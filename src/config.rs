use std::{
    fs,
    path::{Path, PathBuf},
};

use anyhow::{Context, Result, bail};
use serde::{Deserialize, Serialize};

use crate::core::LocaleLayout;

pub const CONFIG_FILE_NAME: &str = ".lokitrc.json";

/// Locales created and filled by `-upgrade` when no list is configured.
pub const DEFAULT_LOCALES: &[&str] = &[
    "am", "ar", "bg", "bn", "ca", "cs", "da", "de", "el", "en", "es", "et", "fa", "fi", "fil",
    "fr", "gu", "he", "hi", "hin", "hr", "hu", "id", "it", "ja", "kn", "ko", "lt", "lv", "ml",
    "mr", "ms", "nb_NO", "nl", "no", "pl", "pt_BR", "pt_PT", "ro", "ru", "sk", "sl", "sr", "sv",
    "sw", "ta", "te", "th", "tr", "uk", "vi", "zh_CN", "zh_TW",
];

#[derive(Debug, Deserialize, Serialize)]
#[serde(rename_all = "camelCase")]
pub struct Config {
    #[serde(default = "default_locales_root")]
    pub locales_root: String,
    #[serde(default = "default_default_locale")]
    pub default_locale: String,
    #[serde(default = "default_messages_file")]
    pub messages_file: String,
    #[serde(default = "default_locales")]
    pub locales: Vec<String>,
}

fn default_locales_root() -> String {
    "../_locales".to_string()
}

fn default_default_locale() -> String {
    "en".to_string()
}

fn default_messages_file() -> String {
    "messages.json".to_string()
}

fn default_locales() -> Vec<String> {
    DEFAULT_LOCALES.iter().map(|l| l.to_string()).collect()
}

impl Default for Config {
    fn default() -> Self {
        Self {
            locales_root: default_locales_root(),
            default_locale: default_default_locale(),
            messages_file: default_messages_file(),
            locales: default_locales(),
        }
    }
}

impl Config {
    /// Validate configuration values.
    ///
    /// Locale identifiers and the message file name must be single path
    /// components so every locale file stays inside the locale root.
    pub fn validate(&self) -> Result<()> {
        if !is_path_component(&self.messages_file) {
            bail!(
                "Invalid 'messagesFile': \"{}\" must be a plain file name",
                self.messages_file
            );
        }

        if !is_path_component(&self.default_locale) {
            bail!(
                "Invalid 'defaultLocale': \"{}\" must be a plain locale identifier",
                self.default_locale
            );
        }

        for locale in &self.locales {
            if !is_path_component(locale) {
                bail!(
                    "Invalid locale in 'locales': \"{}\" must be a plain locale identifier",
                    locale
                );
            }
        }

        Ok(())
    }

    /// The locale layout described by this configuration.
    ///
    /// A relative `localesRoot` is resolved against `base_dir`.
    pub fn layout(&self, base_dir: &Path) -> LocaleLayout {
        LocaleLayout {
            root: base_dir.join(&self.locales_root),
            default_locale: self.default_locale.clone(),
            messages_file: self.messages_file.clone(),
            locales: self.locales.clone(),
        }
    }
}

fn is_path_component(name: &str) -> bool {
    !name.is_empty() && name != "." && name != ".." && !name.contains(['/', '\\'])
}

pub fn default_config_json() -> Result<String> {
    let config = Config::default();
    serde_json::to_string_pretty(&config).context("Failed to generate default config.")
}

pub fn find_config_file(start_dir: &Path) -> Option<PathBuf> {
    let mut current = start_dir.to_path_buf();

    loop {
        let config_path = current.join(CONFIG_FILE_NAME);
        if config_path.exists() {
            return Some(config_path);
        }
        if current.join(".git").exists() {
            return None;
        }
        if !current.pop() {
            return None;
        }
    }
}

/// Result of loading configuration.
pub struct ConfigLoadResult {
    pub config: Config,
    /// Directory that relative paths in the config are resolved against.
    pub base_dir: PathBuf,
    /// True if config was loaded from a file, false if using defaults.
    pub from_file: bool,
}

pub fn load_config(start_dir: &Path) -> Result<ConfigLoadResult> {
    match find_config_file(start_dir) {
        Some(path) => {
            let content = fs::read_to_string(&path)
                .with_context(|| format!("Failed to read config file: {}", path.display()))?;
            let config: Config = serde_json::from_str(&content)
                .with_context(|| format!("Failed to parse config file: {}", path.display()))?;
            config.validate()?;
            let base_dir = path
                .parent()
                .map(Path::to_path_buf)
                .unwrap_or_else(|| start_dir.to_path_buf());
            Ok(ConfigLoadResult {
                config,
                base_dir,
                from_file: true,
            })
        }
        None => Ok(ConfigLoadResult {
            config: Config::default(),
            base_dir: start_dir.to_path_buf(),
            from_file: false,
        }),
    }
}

+-------+

Try it:
Your answer should be the data above, retyped in full and unaltered.

Solved problem:
filename src/config.rs
use std::{
    fs,
    path::{Path, PathBuf},
};

use anyhow::{Context, Result, bail};
use serde::{Deserialize, Serialize};

use crate::core::LocaleLayout;

pub const CONFIG_FILE_NAME: &str = ".lokitrc.json";

/// Locales created and filled by `-upgrade` when no list is configured.
pub const DEFAULT_LOCALES: &[&str] = &[
    "am", "ar", "bg", "bn", "ca", "cs", "da", "de", "el", "en", "es", "et", "fa", "fi", "fil",
    "fr", "gu", "he", "hi", "hin", "hr", "hu", "id", "it", "ja", "kn", "ko", "lt", "lv", "ml",
    "mr", "ms", "nb_NO", "nl", "no", "pl", "pt_BR", "pt_PT", "ro", "ru", "sk", "sl", "sr", "sv",
    "sw", "ta", "te", "th", "tr", "uk", "vi", "zh_CN", "zh_TW",
];

#[derive(Debug, Deserialize, Serialize)]
#[serde(rename_all = "camelCase")]
pub struct Config {
    #[serde(default = "default_locales_root")]
    pub locales_root: String,
    #[serde(default = "default_default_locale")]
    pub default_locale: String,
    #[serde(default = "default_messages_file")]
    pub messages_file: String,
    #[serde(default = "default_locales")]
    pub locales: Vec<String>,
}

fn default_locales_root() -> String {
    "../_locales".to_string()
}

fn default_default_locale() -> String {
    "en".to_string()
}

fn default_messages_file() -> String {
    "messages.json".to_string()
}

fn default_locales() -> Vec<String> {
    DEFAULT_LOCALES.iter().map(|l| l.to_string()).collect()
}

impl Default for Config {
    fn default() -> Self {
        Self {
            locales_root: default_locales_root(),
            default_locale: default_default_locale(),
            messages_file: default_messages_file(),
            locales: default_locales(),
        }
    }
}

impl Config {
    /// Validate configuration values.
    ///
    /// Locale identifiers and the message file name must be single path
    /// components so every locale file stays inside the locale root.
    pub fn validate(&self) -> Result<()> {
        if !is_path_component(&self.messages_file) {
            bail!(
                "Invalid 'messagesFile': \"{}\" must be a plain file name",
                self.messages_file
            );
        }

        if !is_path_component(&self.default_locale) {
            bail!(
                "Invalid 'defaultLocale': \"{}\" must be a plain locale identifier",
                self.default_locale
            );
        }

        for locale in &self.locales {
            if !is_path_component(locale) {
                bail!(
                    "Invalid locale in 'locales': \"{}\" must be a plain locale identifier",
                    locale
                );
            }
        }

        Ok(())
    }

    /// The locale layout described by this configuration.
    ///
    /// A relative `localesRoot` is resolved against `base_dir`.
    pub fn layout(&self, base_dir: &Path) -> LocaleLayout {
        LocaleLayout {
            root: base_dir.join(&self.locales_root),
            default_locale: self.default_locale.clone(),
            messages_file: self.messages_file.clone(),
            locales: self.locales.clone(),
        }
    }
}

fn is_path_component(name: &str) -> bool {
    !name.is_empty() && name != "." && name != ".." && !name.contains(['/', '\\'])
}

pub fn default_config_json() -> Result<String> {
    let config = Config::default();
    serde_json::to_string_pretty(&config).context("Failed to generate default config.")
}

pub fn find_config_file(start_dir: &Path) -> Option<PathBuf> {
    let mut current = start_dir.to_path_buf();

    loop {
        let config_path = current.join(CONFIG_FILE_NAME);
        if config_path.exists() {
            return Some(config_path);
        }
        if current.join(".git").exists() {
            return None;
        }
        if !current.pop() {
            return None;
        }
    }
}

/// Result of loading configuration.
pub struct ConfigLoadResult {
    pub config: Config,
    /// Directory that relative paths in the config are resolved against.
    pub base_dir: PathBuf,
    /// True if config was loaded from a file, false if using defaults.
    pub from_file: bool,
}

pub fn load_config(start_dir: &Path) -> Result<ConfigLoadResult> {
    match find_config_file(start_dir) {
        Some(path) => {
            let content = fs::read_to_string(&path)
                .with_context(|| format!("Failed to read config file: {}", path.display()))?;
            let config: Config = serde_json::from_str(&content)
                .with_context(|| format!("Failed to parse config file: {}", path.display()))?;
            config.validate()?;
            let base_dir = path
                .parent()
                .map(Path::to_path_buf)
                .unwrap_or_else(|| start_dir.to_path_buf());
            Ok(ConfigLoadResult {
                config,
                base_dir,
                from_file: true,
            })
        }
        None => Ok(ConfigLoadResult {
            config: Config::default(),
            base_dir: start_dir.to_path_buf(),
            from_file: false,
        }),
    }
}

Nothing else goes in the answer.